Collected data entries:
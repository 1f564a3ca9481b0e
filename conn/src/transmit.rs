//! Outbound raft message batching.
//!
//! Messages queued with [`Node::send`] are drained by a single transmitter
//! task, framed per destination (`u32` little-endian length + payload) and
//! shipped as one RPC per destination and round.

use std::collections::{HashMap, HashSet};
use std::sync::Arc;
use std::time::Duration;

use protobuf::Message as PbMessage;
use raft::eraftpb::Message;
use tokio::sync::mpsc::Receiver;
use tokio::task::JoinHandle;
use tokio_util::sync::CancellationToken;

use crate::error::{Error, Result};
use crate::metrics;
use crate::node::Node;
use crate::pb::{Payload, RaftBatch};
use crate::raft_client::{PeerConn, TransportError};

pub const MESSAGE_BATCH_SOFT_LIMIT: usize = 10_000_000;
pub const SEND_TIMEOUT: Duration = Duration::from_secs(10);

const FRAME_HEADER_SIZE: usize = 4;

#[derive(Debug)]
pub(crate) struct SendMsg {
    pub(crate) to: u64,
    pub(crate) data: Vec<u8>,
}

pub fn write_frame(buf: &mut Vec<u8>, data: &[u8]) {
    buf.extend_from_slice(&(data.len() as u32).to_le_bytes());
    buf.extend_from_slice(data);
}

/// Splits a batch payload back into its frames.
pub fn decode_frames(mut payload: &[u8]) -> Result<Vec<&[u8]>> {
    let mut frames = Vec::new();
    while !payload.is_empty() {
        if payload.len() < FRAME_HEADER_SIZE {
            return Err(Error::CorruptBatch(format!(
                "{} trailing bytes",
                payload.len()
            )));
        }
        let mut len = [0u8; FRAME_HEADER_SIZE];
        len.copy_from_slice(&payload[..FRAME_HEADER_SIZE]);
        let len = u32::from_le_bytes(len) as usize;
        let rest = &payload[FRAME_HEADER_SIZE..];
        if rest.len() < len {
            return Err(Error::CorruptBatch(format!(
                "frame of {} bytes, {} available",
                len,
                rest.len()
            )));
        }
        frames.push(&rest[..len]);
        payload = &rest[len..];
    }
    Ok(frames)
}

/// Appends `first` and everything queued right now to the per-destination
/// buffers, stopping early once the soft limit is passed.
fn slurp(first: SendMsg, rx: &mut Receiver<SendMsg>, batches: &mut HashMap<u64, Vec<u8>>) -> usize {
    let mut total_size = 0;
    let mut sm = first;
    loop {
        total_size += FRAME_HEADER_SIZE + sm.data.len();
        write_frame(batches.entry(sm.to).or_default(), &sm.data);
        if total_size > MESSAGE_BATCH_SOFT_LIMIT {
            break;
        }
        match rx.try_recv() {
            Ok(next) => sm = next,
            Err(_) => break,
        }
    }
    total_size
}

impl Node {
    /// Queues `msg` for its destination, waiting while the queue is full.
    pub async fn send(&self, msg: Message) -> Result<()> {
        if msg.to == self.id {
            return Err(Error::SendToSelf);
        }
        let data = msg.write_to_bytes()?;
        // Never dropped here: raft resends appends, but a dropped proposal
        // forwarded to the leader is lost.
        self.messages
            .send(SendMsg { to: msg.to, data })
            .await
            .map_err(|_| Error::Stopped)
    }

    /// Starts the transmitter. It can only be started once per node.
    pub fn spawn_transmitter(self: &Arc<Self>, closer: CancellationToken) -> Result<JoinHandle<()>> {
        let rx = self
            .outbound
            .lock()
            .unwrap_or_else(|e| e.into_inner())
            .take()
            .ok_or(Error::AlreadyStarted("transmitter"))?;
        Ok(tokio::spawn(self.clone().batch_and_send_messages(rx, closer)))
    }

    async fn batch_and_send_messages(self: Arc<Self>, mut rx: Receiver<SendMsg>, closer: CancellationToken) {
        let mut batches: HashMap<u64, Vec<u8>> = HashMap::new();
        let mut failed_conn: HashSet<u64> = HashSet::new();
        loop {
            let first = tokio::select! {
                _ = closer.cancelled() => return,
                sm = rx.recv() => match sm {
                    Some(sm) => sm,
                    None => return,
                },
            };
            slurp(first, &mut rx, &mut batches);

            for (&to, buf) in batches.iter_mut() {
                if buf.is_empty() {
                    continue;
                }
                let conn = match self.peer(to) {
                    Some(addr) => self.transport.get(&addr).map_err(|e| (addr, e)),
                    None => Err((String::new(), TransportError::NoConnection(format!("{:#x}", to)))),
                };
                match conn {
                    Ok(conn) => {
                        failed_conn.remove(&to);
                        let data = std::mem::take(buf);
                        tokio::spawn(self.clone().do_send_message(to, conn, data));
                    }
                    Err((addr, e)) => {
                        // Only the first failure of a streak is logged.
                        if failed_conn.insert(to) {
                            log::warn!(
                                "No healthy connection to node Id: {:#x} addr: [{}], err: {}",
                                to,
                                addr,
                                e
                            );
                        }
                        buf.clear();
                    }
                }
            }
        }
    }

    async fn do_send_message(self: Arc<Self>, to: u64, conn: Arc<dyn PeerConn>, data: Vec<u8>) {
        let size = data.len();
        let batch = RaftBatch {
            context: Some(self.raft_context.clone()),
            payload: Some(Payload { data }),
        };
        let res = match tokio::time::timeout(SEND_TIMEOUT, conn.raft_message(batch)).await {
            Ok(res) => res,
            Err(_) => Err(TransportError::Rpc("deadline exceeded".to_string())),
        };
        match res {
            Ok(()) => {
                metrics::RAFT_BATCH_COUNTER_VEC.with_label_values(&["ok"]).inc();
                metrics::RAFT_BATCH_BYTES.inc_by(size as u64);
            }
            Err(e) if e.is_unreachable() => {
                metrics::RAFT_BATCH_COUNTER_VEC
                    .with_label_values(&["unreachable"])
                    .inc();
                log::warn!(
                    "Reporting node: {:#x} addr: {} as unreachable.",
                    to,
                    conn.addr()
                );
                if let Some(raft) = self.raft() {
                    raft.report_unreachable(to).await;
                }
                conn.set_unhealthy();
            }
            // Raft resends whatever it still needs.
            Err(e) => {
                metrics::RAFT_BATCH_COUNTER_VEC
                    .with_label_values(&["error"])
                    .inc();
                log::debug!(
                    "Error while sending Raft message to node with addr: {}, err: {}",
                    conn.addr(),
                    e
                );
            }
        }
    }

    /// Steps every message of a batch received from a peer.
    pub async fn on_raft_batch(&self, batch: &RaftBatch) -> Result<()> {
        let raft = self.raft().ok_or(Error::NoNode)?;
        let payload = batch
            .payload
            .as_ref()
            .map(|p| p.data.as_slice())
            .unwrap_or_default();
        let msgs = decode_frames(payload)?
            .into_iter()
            .map(|frame| Message::parse_from_bytes(frame).map_err(Error::from))
            .collect::<Result<Vec<_>>>()?;
        for msg in msgs {
            raft.step(msg).await?;
        }
        Ok(())
    }
}
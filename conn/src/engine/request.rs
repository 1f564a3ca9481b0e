use tokio::sync::oneshot;
use tokio::sync::oneshot::Receiver;
use tokio::sync::oneshot::Sender;

use raft::eraftpb::{ConfChange, Message};

use crate::error::Result;

/// Work handed to the raft driver task.
pub enum Request {
    Propose {
        data: Vec<u8>,
        done: Sender<Result<()>>,
    },
    ProposeConfChange {
        cc: ConfChange,
        done: Sender<Result<()>>,
    },
    ReadIndex {
        rctx: Vec<u8>,
        done: Sender<Result<()>>,
    },
    Step(Message),
    ReportUnreachable(u64),
}

impl Request {
    pub fn propose(data: Vec<u8>) -> (Self, Receiver<Result<()>>) {
        let (done, rx) = oneshot::channel();
        (Request::Propose { data, done }, rx)
    }

    pub fn conf_change(cc: ConfChange) -> (Self, Receiver<Result<()>>) {
        let (done, rx) = oneshot::channel();
        (Request::ProposeConfChange { cc, done }, rx)
    }

    pub fn read_index(rctx: Vec<u8>) -> (Self, Receiver<Result<()>>) {
        let (done, rx) = oneshot::channel();
        (Request::ReadIndex { rctx, done }, rx)
    }
}
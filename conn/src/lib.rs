//! Raft group plumbing for a node of a replicated store.
//!
//! [`Node`] batches outbound raft traffic to peers, coordinates membership
//! changes, serves linearizable reads through raft's read index, and tracks
//! how far local state has applied the log. The consensus engine itself is
//! raft-rs, driven by [`engine::driver::RaftDriver`].

pub mod config;
pub mod context;
pub mod engine;
pub mod error;
pub mod logger;
pub mod metrics;
pub mod node;
pub mod pb;
pub mod peers;
pub mod raft_client;
pub mod raft_service;
pub mod watermark;

mod conf_change;
mod read_index;
mod transmit;

#[cfg(test)]
mod testutil;

pub use conf_change::CONF_CHANGE_TIMEOUT;
pub use context::{Context, ContextError};
pub use error::{Error, Result};
pub use node::Node;
pub use read_index::READ_INDEX_TIMEOUT;
pub use transmit::{decode_frames, write_frame, MESSAGE_BATCH_SOFT_LIMIT, SEND_TIMEOUT};
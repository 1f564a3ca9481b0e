//! Linearizable reads on top of raft's read index.
//!
//! Callers queue a [`LinReadReq`] and a single task answers every request
//! that arrived together with one read-index round trip.

use std::sync::Arc;
use std::time::Duration;

use raft::ReadState;
use tokio::sync::mpsc::Receiver;
use tokio::sync::oneshot;
use tokio::task::JoinHandle;
use tokio_util::sync::CancellationToken;

use crate::context::{Context, ContextError};
use crate::error::{Error, Result};
use crate::metrics;
use crate::node::Node;

pub(crate) const READ_REQUEST_QUEUE_SIZE: usize = 256;
pub const READ_INDEX_TIMEOUT: Duration = Duration::from_secs(3);

pub(crate) struct LinReadReq {
    /// Receives the committed index, or 0 when none could be obtained.
    index_tx: oneshot::Sender<u64>,
}

enum ReadAttempt {
    Index(u64),
    Retry,
}

impl Node {
    /// Blocks until local state reflects every write committed before the
    /// call.
    pub async fn wait_linearizable_read(&self, ctx: &Context) -> Result<()> {
        let (index_tx, index_rx) = oneshot::channel();
        ctx.run(self.requests.send(LinReadReq { index_tx }))
            .await?
            .map_err(|_| Error::Stopped)?;

        // A dropped sender means the loop shut down with the request queued.
        let index = ctx.run(index_rx).await?.unwrap_or(0);
        if index == 0 {
            return Err(Error::ReadIndexUnavailable);
        }
        self.applied.wait_for_mark(ctx, index).await?;
        Ok(())
    }

    /// Starts the read-index loop fed by the engine's `read_states`.
    pub fn spawn_read_index_loop(
        self: &Arc<Self>,
        closer: CancellationToken,
        read_states: Receiver<ReadState>,
    ) -> Result<JoinHandle<()>> {
        let requests = self
            .pending_reads
            .lock()
            .unwrap_or_else(|e| e.into_inner())
            .take()
            .ok_or(Error::AlreadyStarted("read index loop"))?;
        Ok(tokio::spawn(self.clone().run_read_index_loop(
            closer,
            read_states,
            requests,
        )))
    }

    async fn run_read_index_loop(
        self: Arc<Self>,
        closer: CancellationToken,
        mut read_states: Receiver<ReadState>,
        mut requests: Receiver<LinReadReq>,
    ) {
        let mut batch: Vec<LinReadReq> = Vec::new();
        loop {
            tokio::select! {
                biased;
                _ = closer.cancelled() => return,
                rs = read_states.recv() => match rs {
                    Some(rs) => log::warn!(
                        "Received a read state unexpectedly: index {} ctx {:?}",
                        rs.index,
                        rs.request_ctx
                    ),
                    None => return,
                },
                req = requests.recv() => {
                    match req {
                        Some(req) => batch.push(req),
                        None => return,
                    }
                    while let Ok(req) = requests.try_recv() {
                        batch.push(req);
                    }

                    let index = loop {
                        match self.read_index_once(&closer, &mut read_states).await {
                            ReadAttempt::Index(index) => break index,
                            ReadAttempt::Retry if closer.is_cancelled() => break 0,
                            ReadAttempt::Retry => {
                                log::debug!("[{:#x}] Read index timed out, retrying", self.id);
                            }
                        }
                    };
                    for req in batch.drain(..) {
                        let _ = req.index_tx.send(index);
                    }
                }
            }
        }
    }

    async fn read_index_once(
        &self,
        closer: &CancellationToken,
        read_states: &mut Receiver<ReadState>,
    ) -> ReadAttempt {
        let raft = match self.raft() {
            Some(raft) => raft,
            None => return ReadAttempt::Index(0),
        };
        metrics::READ_INDEX_ROUNDS.inc();

        let ctx = Context::with_token(closer.child_token()).with_timeout(READ_INDEX_TIMEOUT);
        let token = rand::random::<u64>().to_le_bytes().to_vec();
        match ctx.run(raft.read_index(token.clone())).await {
            Ok(Ok(())) => {}
            Ok(Err(e)) => {
                log::error!("Error while trying to call ReadIndex: {}", e);
                return ReadAttempt::Index(0);
            }
            Err(ContextError::DeadlineExceeded) => return ReadAttempt::Retry,
            Err(ContextError::Cancelled) => return ReadAttempt::Index(0),
        }

        loop {
            tokio::select! {
                biased;
                rs = read_states.recv() => match rs {
                    Some(rs) if rs.request_ctx == token => return ReadAttempt::Index(rs.index),
                    // Left over from an abandoned attempt.
                    Some(rs) => log::debug!("Discarding stale read state at index {}", rs.index),
                    None => return ReadAttempt::Index(0),
                },
                err = ctx.done() => return match err {
                    ContextError::DeadlineExceeded => ReadAttempt::Retry,
                    ContextError::Cancelled => ReadAttempt::Index(0),
                },
            }
        }
    }
}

Instructions for the task
Those lines above that contain the string "first" should be returned.

Your solution
/// Appends `first` and everything queued right now to the per-destination
fn slurp(first: SendMsg, rx: &mut Receiver<SendMsg>, batches: &mut HashMap<u64, Vec<u8>>) -> usize {
    let mut sm = first;
            let first = tokio::select! {
            slurp(first, &mut rx, &mut batches);
                        // Only the first failure of a streak is logged.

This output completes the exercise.